La Fée aux gros yeux - Page 9

    – Ma chère enfant, lui dit-il, c’est bien et c’est raisonnable de sauver la vie à de pauvres persécutés.

    Ne vous repentez pas d’une bonne action, miss Barbara n’a eu aucun mal. En l’entendant crier, j’étais accouru, vous croyant l’une et l’autre menacées de quelque danger sérieux. Votre gouvernante s’est réfugiée et barricadée chez elle en m’accablant d’injures que je ne mérite pas. Puisqu’elle vous abandonne à ce qu’elle regarde comme un grand péril, voulez-vous me permettre de vous reconduire à votre bonne et n’aurez-vous point peur de moi?

    – Vraiment je n’ai jamais eu peur de vous, monsieur Bat, répondit Elsie, vous n’êtes point méchant, mais vous êtes fort singulier.

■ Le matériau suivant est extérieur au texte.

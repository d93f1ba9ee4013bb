//! Text form printer.
//!
//! The output is accepted by [`parse_shader`](crate::parse_shader); printing
//! then re-parsing yields an equivalent shader.

use alloc::string::String;
use core::fmt::{self, Write};

use crate::{
    entity::{Inst, List, Node, Var},
    inst::InstData,
    node::NodeData,
    shader::Shader,
};

impl fmt::Display for Shader {
    fn fmt(&self, f: &mut fmt::Formatter<'_>) -> fmt::Result {
        writeln!(f, "shader {}", self.stage)?;
        for st in &self.structs {
            write!(f, "(struct {}", st.name)?;
            for field in &st.fields {
                write!(f, " ({} {})", field.ty, field.name)?;
            }
            writeln!(f, ")")?;
        }
        for inst in self.layout.iter(self.toplevel) {
            self.write_inst(f, inst, 0)?;
            writeln!(f)?;
        }
        Ok(())
    }
}

impl Shader {
    /// Print a single rvalue.
    pub fn node_to_string(&self, node: Node) -> String {
        let mut out = String::new();
        // Writing into a String cannot fail.
        let _ = self.write_node(&mut out, node);
        out
    }

    /// Declaration qualifiers, e.g. `(out location=4 frac=2 centroid flat)`.
    fn write_qualifiers<W: Write>(&self, w: &mut W, var: Var) -> fmt::Result {
        let data = &self.vars[var];
        let mut words = 0;
        let mut word = |w: &mut W, args: fmt::Arguments<'_>| -> fmt::Result {
            if words > 0 {
                w.write_char(' ')?;
            }
            words += 1;
            w.write_fmt(args)
        };

        w.write_char('(')?;
        if let Some(keyword) = data.mode.keyword() {
            word(w, format_args!("{}", keyword))?;
        }
        if let Some(location) = data.location {
            word(w, format_args!("location={}", location))?;
            if data.location_frac != 0 {
                word(w, format_args!("frac={}", data.location_frac))?;
            }
        }
        if data.index != 0 {
            word(w, format_args!("index={}", data.index))?;
        }
        if data.centroid {
            word(w, format_args!("centroid"))?;
        }
        if data.invariant {
            word(w, format_args!("invariant"))?;
        }
        if let Some(keyword) = data.interpolation.keyword() {
            word(w, format_args!("{}", keyword))?;
        }
        w.write_char(')')
    }

    fn write_list<W: Write>(&self, w: &mut W, list: List, depth: usize) -> fmt::Result {
        if self.layout.is_empty(list) {
            return w.write_str("()");
        }
        w.write_str("(\n")?;
        for inst in self.layout.iter(list) {
            write_indent(w, depth + 1)?;
            self.write_inst(w, inst, depth + 1)?;
            w.write_char('\n')?;
        }
        write_indent(w, depth)?;
        w.write_char(')')
    }

    fn write_inst<W: Write>(&self, w: &mut W, inst: Inst, depth: usize) -> fmt::Result {
        match &self.insts[inst] {
            InstData::Declare(var) => {
                w.write_str("(declare ")?;
                self.write_qualifiers(w, *var)?;
                let data = &self.vars[*var];
                write!(w, " {} {})", data.ty, data.name)
            }
            InstData::Assign { lhs, rhs } => {
                w.write_str("(assign ")?;
                self.write_node(w, *lhs)?;
                w.write_char(' ')?;
                self.write_node(w, *rhs)?;
                w.write_char(')')
            }
            InstData::If {
                condition,
                then_list,
                else_list,
            } => {
                w.write_str("(if ")?;
                self.write_node(w, *condition)?;
                w.write_char(' ')?;
                self.write_list(w, *then_list, depth)?;
                w.write_char(' ')?;
                self.write_list(w, *else_list, depth)?;
                w.write_char(')')
            }
            InstData::Loop { body } => {
                w.write_str("(loop ")?;
                self.write_list(w, *body, depth)?;
                w.write_char(')')
            }
            InstData::Break => w.write_str("(break)"),
            InstData::Continue => w.write_str("(continue)"),
            InstData::Return => w.write_str("(return)"),
            InstData::Discard { condition: None } => w.write_str("(discard)"),
            InstData::Discard {
                condition: Some(condition),
            } => {
                w.write_str("(discard ")?;
                self.write_node(w, *condition)?;
                w.write_char(')')
            }
            InstData::Function { name, params, body } => {
                write!(w, "(function {} (parameters", name)?;
                for param in self.layout.iter(*params) {
                    w.write_char(' ')?;
                    self.write_inst(w, param, depth)?;
                }
                w.write_str(") ")?;
                self.write_list(w, *body, depth)?;
                w.write_char(')')
            }
        }
    }

    fn write_node<W: Write>(&self, w: &mut W, node: Node) -> fmt::Result {
        match &self.nodes[node] {
            NodeData::VarRef(var) => write!(w, "(var_ref {})", self.vars[*var].name),
            NodeData::ArrayRef { array, index } => {
                w.write_str("(array_ref ")?;
                self.write_node(w, *array)?;
                w.write_char(' ')?;
                self.write_node(w, *index)?;
                w.write_char(')')
            }
            NodeData::RecordRef { record, field } => {
                w.write_str("(record_ref ")?;
                self.write_node(w, *record)?;
                write!(w, " {})", field)
            }
            NodeData::Swizzle { value, mask } => {
                write!(w, "(swiz {} ", mask)?;
                self.write_node(w, *value)?;
                w.write_char(')')
            }
            NodeData::Constant(c) => {
                write!(w, "(constant {} (", c.ty)?;
                for (i, value) in c.values.iter().enumerate() {
                    if i > 0 {
                        w.write_char(' ')?;
                    }
                    write!(w, "{}", value)?;
                }
                w.write_str("))")
            }
            NodeData::Expression { op, ty, operands } => {
                write!(w, "(expression {} {}", ty, op.symbol())?;
                for operand in operands {
                    w.write_char(' ')?;
                    self.write_node(w, *operand)?;
                }
                w.write_char(')')
            }
        }
    }
}

fn write_indent<W: Write>(w: &mut W, depth: usize) -> fmt::Result {
    for _ in 0..depth {
        w.write_str("  ")?;
    }
    Ok(())
}

#[cfg(test)]
mod tests {
    use alloc::{format, string::ToString};

    use super::*;
    use crate::{
        node::{Constant, ExprOp, SwizzleMask},
        types::{BaseType, Type},
        variable::{InterpQualifier, VariableData, VariableMode},
        ShaderStage,
    };

    #[test]
    fn test_print_declaration_and_body() {
        let mut shader = Shader::new(ShaderStage::Vertex);
        let bar = shader.add_var(
            VariableData::new("bar", Type::vec(BaseType::Float, 3), VariableMode::ShaderOut)
                .with_location(4, 2)
                .with_centroid(true)
                .with_interpolation(InterpQualifier::Flat),
        );
        let decl = shader.declare(bar);
        shader.layout.push_back(shader.toplevel, decl);

        let params = shader.make_list();
        let body = shader.make_list();
        let main = shader.add_inst(InstData::Function {
            name: "main".to_string(),
            params,
            body,
        });
        shader.layout.push_back(shader.toplevel, main);

        let r = shader.var_ref(bar);
        let lhs = shader.swizzle(r, SwizzleMask::range(0, 2));
        let a = shader.constant(Constant::float(1.0));
        let b = shader.constant(Constant::float(0.5));
        let rhs = shader.expr(ExprOp::Add, Type::FLOAT, alloc::vec![a, b]);
        let assign = shader.assign(lhs, rhs);
        shader.layout.push_back(body, assign);

        assert_eq!(
            format!("{}", shader),
            "shader vertex\n\
             (declare (out location=4 frac=2 centroid flat) vec3 bar)\n\
             (function main (parameters) (\n  \
             (assign (swiz xy (var_ref bar)) (expression float + (constant float (1.0)) (constant float (0.5))))\n\
             ))\n"
        );
    }

    #[test]
    fn test_print_auto_declaration() {
        let mut shader = Shader::new(ShaderStage::Fragment);
        let t = shader.add_var(VariableData::new("t", Type::array(Type::FLOAT, 2), VariableMode::Auto));
        let decl = shader.declare(t);
        shader.layout.push_back(shader.toplevel, decl);
        assert_eq!(
            format!("{}", shader),
            "shader fragment\n(declare () (array float 2) t)\n"
        );
    }
}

    – Singulier, moi? Qui peut vous faire penser que j’aie une singularité quelconque?

    – Mais... je vous ai tenu dans mon mouchoir tout à l’heure, monsieur Bat et permettez-moi de vous dire que vous vous exposiez beaucoup, car, si j’avais écouté miss Barbara, c’était fait de vous ! 

    – Chère miss Elsie, répondit le précepteur en riant, je comprends maintenant ce qui s’est passé et je vous bénis de m’avoir soustrait à la haine de cette pauvre fée, qui n’est pas méchante non plus, mais qui est bien plus singulière que moi!

    Quand Elsie eut bien dormi, elle trouva fort invraisemblable que M. Bat eût le pouvoir de devenir homme ou bête à volonté. À déjeuner, elle remarqua qu’il avalait avec délices des tranches de bœuf saignant, tandis que miss Barbara ne prenait que du thé. Elle en conclut que le précepteur n’était pas homme à se régaler de micros et que la gouvernante suivait un régime propre à entretenir ses vapeurs.